- Records for the task:
○ ○ ○ ○ ○
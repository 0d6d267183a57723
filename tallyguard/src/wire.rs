//! Delimited text forms. These are also the serde forms of the listed types, so every
//! JSON document the crate emits carries them as plain strings.
//!
//! ```text
//! ciphertext            pad;data
//! chaum-pedersen        pad;data;challenge;response
//! constant              pad;data;challenge;response;constant
//! disjunctive           proof0|proof1|challenge
//! coefficient           order;publicKey;commitment;challenge;response
//! backup                senderIndex;shareHex
//! ```

use crate::*;
use std::fmt;
use std::str::FromStr;

fn fields<'a>(s: &'a str, sep: char, count: usize, what: &str) -> Result<Vec<&'a str>, Error> {
    let parts: Vec<&str> = s.split(sep).collect();
    if parts.len() != count {
        return Err(Error::Malformed(format!(
            "{}: expected {} fields separated by '{}', found {}",
            what,
            count,
            sep,
            parts.len()
        )));
    }
    Ok(parts)
}

impl fmt::Display for Ciphertext {
    fn fmt(&self, f: &mut fmt::Formatter) -> fmt::Result {
        write!(f, "{};{}", self.pad, self.data)
    }
}

impl FromStr for Ciphertext {
    type Err = Error;

    fn from_str(s: &str) -> Result<Self, Self::Err> {
        let parts = fields(s, ';', 2, "ciphertext")?;
        Ok(Ciphertext {
            pad: parts[0].parse()?,
            data: parts[1].parse()?,
        })
    }
}

impl fmt::Display for ChaumPedersenProof {
    fn fmt(&self, f: &mut fmt::Formatter) -> fmt::Result {
        write!(
            f,
            "{};{};{};{}",
            self.pad, self.data, self.challenge, self.response
        )
    }
}

impl FromStr for ChaumPedersenProof {
    type Err = Error;

    fn from_str(s: &str) -> Result<Self, Self::Err> {
        let parts = fields(s, ';', 4, "chaum-pedersen proof")?;
        Ok(ChaumPedersenProof {
            pad: parts[0].parse()?,
            data: parts[1].parse()?,
            challenge: parts[2].parse()?,
            response: parts[3].parse()?,
        })
    }
}

impl fmt::Display for ConstantChaumPedersenProof {
    fn fmt(&self, f: &mut fmt::Formatter) -> fmt::Result {
        write!(
            f,
            "{};{};{};{};{}",
            self.pad, self.data, self.challenge, self.response, self.constant
        )
    }
}

impl FromStr for ConstantChaumPedersenProof {
    type Err = Error;

    fn from_str(s: &str) -> Result<Self, Self::Err> {
        let parts = fields(s, ';', 5, "constant proof")?;
        Ok(ConstantChaumPedersenProof {
            pad: parts[0].parse()?,
            data: parts[1].parse()?,
            challenge: parts[2].parse()?,
            response: parts[3].parse()?,
            constant: parts[4].parse()?,
        })
    }
}

impl fmt::Display for DisjunctiveChaumPedersenProof {
    fn fmt(&self, f: &mut fmt::Formatter) -> fmt::Result {
        write!(f, "{}|{}|{}", self.proof_zero, self.proof_one, self.challenge)
    }
}

impl FromStr for DisjunctiveChaumPedersenProof {
    type Err = Error;

    fn from_str(s: &str) -> Result<Self, Self::Err> {
        let parts = fields(s, '|', 3, "disjunctive proof")?;
        Ok(DisjunctiveChaumPedersenProof {
            proof_zero: parts[0].parse()?,
            proof_one: parts[1].parse()?,
            challenge: parts[2].parse()?,
        })
    }
}

impl fmt::Display for CoefficientCommitment {
    fn fmt(&self, f: &mut fmt::Formatter) -> fmt::Result {
        write!(
            f,
            "{};{};{};{};{}",
            self.order,
            self.proof.public_key,
            self.proof.commitment,
            self.proof.challenge,
            self.proof.response
        )
    }
}

impl FromStr for CoefficientCommitment {
    type Err = Error;

    fn from_str(s: &str) -> Result<Self, Self::Err> {
        let parts = fields(s, ';', 5, "coefficient commitment")?;
        Ok(CoefficientCommitment {
            order: parts[0].parse()?,
            proof: SchnorrProof {
                public_key: parts[1].parse()?,
                commitment: parts[2].parse()?,
                challenge: parts[3].parse()?,
                response: parts[4].parse()?,
            },
        })
    }
}

impl fmt::Display for EncryptedBackup {
    fn fmt(&self, f: &mut fmt::Formatter) -> fmt::Result {
        write!(f, "{};{}", self.sender, hex::encode_upper(&self.share))
    }
}

impl FromStr for EncryptedBackup {
    type Err = Error;

    fn from_str(s: &str) -> Result<Self, Self::Err> {
        let parts = fields(s, ';', 2, "backup")?;
        Ok(EncryptedBackup {
            sender: parts[0].parse()?,
            share: hex::decode(parts[1])?,
        })
    }
}

/// Serialize through the delimited form, so JSON carries the same strings as the wire.
macro_rules! serde_as_wire_string {
    ($($ty:ty),*) => {$(
        impl serde::Serialize for $ty {
            fn serialize<S: serde::Serializer>(&self, serializer: S) -> Result<S::Ok, S::Error> {
                serializer.serialize_str(&self.to_string())
            }
        }

        impl<'de> serde::Deserialize<'de> for $ty {
            fn deserialize<D: serde::Deserializer<'de>>(deserializer: D) -> Result<Self, D::Error> {
                let s = <String as serde::Deserialize>::deserialize(deserializer)?;
                s.parse().map_err(serde::de::Error::custom)
            }
        }
    )*};
}

serde_as_wire_string!(
    Ciphertext,
    ChaumPedersenProof,
    ConstantChaumPedersenProof,
    DisjunctiveChaumPedersenProof,
    CoefficientCommitment,
    EncryptedBackup
);

#[cfg(test)]
mod tests {
    use super::*;

    fn p(n: u64) -> ElementModP {
        Group::reduced().g_pow(&Group::reduced().q_from_u64(n))
    }

    fn q(n: u64) -> ElementModQ {
        Group::reduced().q_from_u64(n)
    }

    #[test]
    fn test_exact_forms() {
        let proof = ChaumPedersenProof {
            pad: ElementModP::from_hex("1A").unwrap(),
            data: ElementModP::from_hex("2B").unwrap(),
            challenge: ElementModQ::from_hex("3C").unwrap(),
            response: ElementModQ::from_hex("4D").unwrap(),
        };
        assert_eq!(proof.to_string(), "1A;2B;3C;4D");

        let disjunctive = DisjunctiveChaumPedersenProof {
            proof_zero: proof.clone(),
            proof_one: proof.clone(),
            challenge: ElementModQ::from_hex("FF").unwrap(),
        };
        assert_eq!(disjunctive.to_string(), "1A;2B;3C;4D|1A;2B;3C;4D|FF");

        let backup = EncryptedBackup {
            sender: 3,
            share: vec![0xde, 0xad],
        };
        assert_eq!(backup.to_string(), "3;DEAD");
    }

    #[test]
    fn test_parse() {
        let constant = ConstantChaumPedersenProof {
            pad: p(2),
            data: p(3),
            challenge: q(4),
            response: q(5),
            constant: 2,
        };
        let parsed: ConstantChaumPedersenProof = constant.to_string().parse().unwrap();
        assert_eq!(parsed, constant);

        let commitment = CoefficientCommitment {
            order: 1,
            proof: SchnorrProof {
                public_key: p(6),
                commitment: p(7),
                challenge: q(8),
                response: q(9),
            },
        };
        let parsed: CoefficientCommitment = commitment.to_string().parse().unwrap();
        assert_eq!(parsed, commitment);

        let disjunctive: DisjunctiveChaumPedersenProof =
            "1A;2B;3C;4D|5E;6F;7A;8B|9C".parse().unwrap();
        assert_eq!(disjunctive.proof_one.data, ElementModP::from_hex("6F").unwrap());

        let backup: EncryptedBackup = "12;00FF".parse().unwrap();
        assert_eq!(backup.sender, 12);
        assert_eq!(backup.share, vec![0x00, 0xff]);
    }

    #[test]
    fn test_json_is_wire_string() {
        let ciphertext = Ciphertext {
            pad: ElementModP::from_hex("1A").unwrap(),
            data: ElementModP::from_hex("2B").unwrap(),
        };
        assert_eq!(serde_json::to_string(&ciphertext).unwrap(), "\"1A;2B\"");

        let json = "\"1A;2B;3C;4D|5E;6F;7A;8B|9C\"";
        let disjunctive: DisjunctiveChaumPedersenProof = serde_json::from_str(json).unwrap();
        assert_eq!(serde_json::to_string(&disjunctive).unwrap(), json);

        let commitment = CoefficientCommitment {
            order: 1,
            proof: SchnorrProof {
                public_key: p(6),
                commitment: p(7),
                challenge: q(8),
                response: q(9),
            },
        };
        let json = serde_json::to_string(&commitment).unwrap();
        assert_eq!(json, format!("\"{}\"", commitment));
        let back: CoefficientCommitment = serde_json::from_str(&json).unwrap();
        assert_eq!(back, commitment);

        assert!(serde_json::from_str::<Ciphertext>("\"1A\"").is_err());
        assert!(serde_json::from_str::<Ciphertext>(r#"{"pad":"1A","data":"2B"}"#).is_err());
    }

    #[test]
    fn test_malformed() {
        assert!("1A;2B;3C".parse::<ChaumPedersenProof>().is_err());
        assert!("1A;2B;3C;ZZ".parse::<ChaumPedersenProof>().is_err());
        assert!("1A;2B;3C;4D|9C".parse::<DisjunctiveChaumPedersenProof>().is_err());
        assert!("x;00".parse::<EncryptedBackup>().is_err());
        assert!("1;0".parse::<EncryptedBackup>().is_err());
        assert!("1A;2B;3C;4D;-1".parse::<ConstantChaumPedersenProof>().is_err());
    }
}
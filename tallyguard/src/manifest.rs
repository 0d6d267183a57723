use crate::*;
use std::collections::HashSet;

const PLACEHOLDER_TITLE: &str = "placeholder";

/// One selectable option, real or placeholder.
#[derive(Serialize, Deserialize, Debug, Clone, PartialEq, Eq)]
pub struct OptionDescription {
    pub object_id: String,
    pub sequence: u32,
    pub title: String,
    pub placeholder: bool,
}

impl OptionDescription {
    fn new(contest_id: &str, sequence: u32, title: &str, placeholder: bool) -> Self {
        OptionDescription {
            object_id: selection_id(contest_id, sequence, title),
            sequence,
            title: title.to_string(),
            placeholder,
        }
    }

    pub fn crypto_hash(&self, group: &Group) -> ElementModQ {
        hash_elems(
            group,
            &[
                (&self.object_id).into(),
                self.sequence.into(),
                (&self.title).into(),
            ],
        )
    }
}

/// A contest: real options followed by `max` placeholders.
#[derive(Serialize, Deserialize, Debug, Clone, PartialEq, Eq)]
pub struct ContestDescription {
    pub object_id: String,
    pub sequence: u32,
    pub title: String,
    /// Maximum number of selections a voter may make.
    pub max: u32,
    options: Vec<OptionDescription>,
}

impl ContestDescription {
    pub fn new<S: AsRef<str>>(
        object_id: &str,
        sequence: u32,
        title: &str,
        max: u32,
        option_titles: &[S],
    ) -> Result<Self, Error> {
        if option_titles.is_empty() {
            return Err(Error::InvalidManifest(format!(
                "contest {} has no options",
                object_id
            )));
        }
        if max == 0 || max as usize > option_titles.len() {
            return Err(Error::InvalidManifest(format!(
                "contest {} allows {} selections over {} options",
                object_id,
                max,
                option_titles.len()
            )));
        }

        let real = option_titles.len() as u32;
        let mut options: Vec<OptionDescription> = option_titles
            .iter()
            .enumerate()
            .map(|(seq, title)| {
                OptionDescription::new(object_id, seq as u32, title.as_ref(), false)
            })
            .collect();
        for seq in real..real + max {
            options.push(OptionDescription::new(object_id, seq, PLACEHOLDER_TITLE, true));
        }

        Ok(ContestDescription {
            object_id: object_id.to_string(),
            sequence,
            title: title.to_string(),
            max,
            options,
        })
    }

    /// Every option a ballot must carry, placeholders last.
    pub fn all_options(&self) -> &[OptionDescription] {
        &self.options
    }

    pub fn real_options(&self) -> impl Iterator<Item = &OptionDescription> {
        self.options.iter().filter(|o| !o.placeholder)
    }

    pub fn num_real_options(&self) -> usize {
        self.real_options().count()
    }

    pub fn crypto_hash(&self, group: &Group) -> ElementModQ {
        let option_hashes: Vec<ElementModQ> =
            self.options.iter().map(|o| o.crypto_hash(group)).collect();
        hash_elems(
            group,
            &[
                (&self.object_id).into(),
                self.sequence.into(),
                (&self.title).into(),
                self.max.into(),
                option_hashes.iter().collect::<Vec<_>>().into(),
            ],
        )
    }
}

/// The static ballot shape of an election.
#[derive(Serialize, Deserialize, Debug, Clone, PartialEq, Eq)]
pub struct Manifest {
    pub contests: Vec<ContestDescription>,
}

impl Manifest {
    pub fn new(contests: Vec<ContestDescription>) -> Result<Self, Error> {
        let manifest = Manifest { contests };
        manifest.validate()?;
        Ok(manifest)
    }

    /// Non-empty, with unique contest and option ids.
    pub fn validate(&self) -> Result<(), Error> {
        if self.contests.is_empty() {
            return Err(Error::InvalidManifest("no contests".into()));
        }
        let mut contest_ids = HashSet::new();
        for contest in &self.contests {
            if !contest_ids.insert(&contest.object_id) {
                return Err(Error::InvalidManifest(format!(
                    "duplicate contest {}",
                    contest.object_id
                )));
            }
            let placeholders = contest.options.len() - contest.num_real_options();
            if contest.max == 0
                || placeholders != contest.max as usize
                || contest.num_real_options() < contest.max as usize
            {
                return Err(Error::InvalidManifest(format!(
                    "contest {} is not padded with {} placeholders",
                    contest.object_id, contest.max
                )));
            }
            let mut option_ids = HashSet::new();
            for option in &contest.options {
                if !option_ids.insert(&option.object_id) {
                    return Err(Error::InvalidManifest(format!(
                        "duplicate option {} in contest {}",
                        option.object_id, contest.object_id
                    )));
                }
            }
        }
        Ok(())
    }

    pub fn contest(&self, contest_id: &str) -> Result<&ContestDescription, Error> {
        self.contests
            .iter()
            .find(|c| c.object_id == contest_id)
            .ok_or_else(|| Error::SelectionNotFound(contest_id.to_string()))
    }

    pub fn crypto_hash(&self, group: &Group) -> ElementModQ {
        let contest_hashes: Vec<ElementModQ> =
            self.contests.iter().map(|c| c.crypto_hash(group)).collect();
        hash_elems(group, &[contest_hashes.iter().collect::<Vec<_>>().into()])
    }
}

/// `{contestId}-{sequence}-{title}` with spaces replaced by dashes.
pub fn selection_id(contest_id: &str, sequence: u32, title: &str) -> String {
    format!("{}-{}-{}", contest_id, sequence, title).replace(' ', "-")
}
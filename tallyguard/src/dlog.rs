use crate::*;
use std::collections::HashMap;
use std::sync::Mutex;

/// Largest plaintext the decryptor will search for.
pub const DEFAULT_DLOG_CAP: u64 = 200_000;

/// Bounded discrete log in base `g`.
///
/// Powers of `g` are memoised as the search walks upward, so repeated lookups of small
/// vote counts are hash-map hits. The walk never goes past `cap`: a target that is not
/// `g^0..=g^cap` is an error, never a guess.
pub struct DiscreteLog {
    group: Group,
    cap: u64,
    table: Mutex<PowerTable>,
}

struct PowerTable {
    powers: HashMap<ElementModP, u64>,
    last: ElementModP,
    last_exp: u64,
}

impl DiscreteLog {
    pub fn new(group: &Group, cap: u64) -> Self {
        let one = group.one_p();
        let mut powers = HashMap::new();
        powers.insert(one.clone(), 0);
        DiscreteLog {
            group: group.clone(),
            cap,
            table: Mutex::new(PowerTable {
                powers,
                last: one,
                last_exp: 0,
            }),
        }
    }

    pub fn cap(&self) -> u64 {
        self.cap
    }

    /// Find `m` with `g^m == target` and `m <= cap`.
    pub fn solve(&self, target: &ElementModP) -> Result<u64, Error> {
        // A poisoned table is still a valid prefix of powers
        let mut table = self.table.lock().unwrap_or_else(|e| e.into_inner());

        if let Some(exp) = table.powers.get(target) {
            return Ok(*exp);
        }

        let g = self.group.generator();
        while table.last_exp < self.cap {
            let next = self.group.mul_p(&table.last, &g);
            table.last_exp += 1;
            let exp = table.last_exp;
            table.powers.insert(next.clone(), exp);
            table.last = next;
            if &table.last == target {
                return Ok(exp);
            }
        }

        Err(Error::DiscreteLogExhausted(self.cap))
    }
}

#[cfg(test)]
mod tests {
    use super::*;

    #[test]
    fn test_dlog_cap() {
        let group = Group::reduced();
        let dlog = DiscreteLog::new(&group, 50);

        let at_cap = group.g_pow(&group.q_from_u64(50));
        let above_cap = group.g_pow(&group.q_from_u64(51));

        assert_eq!(dlog.solve(&at_cap).unwrap(), 50);
        match dlog.solve(&above_cap) {
            Err(Error::DiscreteLogExhausted(50)) => {}
            other => panic!("expected exhaustion, got {:?}", other),
        }

        // Memoised lookups agree with a fresh walk
        assert_eq!(dlog.solve(&group.g_pow(&group.q_from_u64(7))).unwrap(), 7);
        assert_eq!(dlog.solve(&group.one_p()).unwrap(), 0);
    }

    #[test]
    fn test_dlog_default_cap() {
        let group = Group::reduced();
        let dlog = DiscreteLog::new(&group, DEFAULT_DLOG_CAP);
        let target = group.g_pow(&group.q_from_u64(1234));
        assert_eq!(dlog.solve(&target).unwrap(), 1234);
    }
}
○ ○ ○ ○ ○
- Instructions to follow: Pull every line containing the word "collections" out of the listing.

- Answer to the problem:
use std::collections::HashSet;
use std::collections::HashMap;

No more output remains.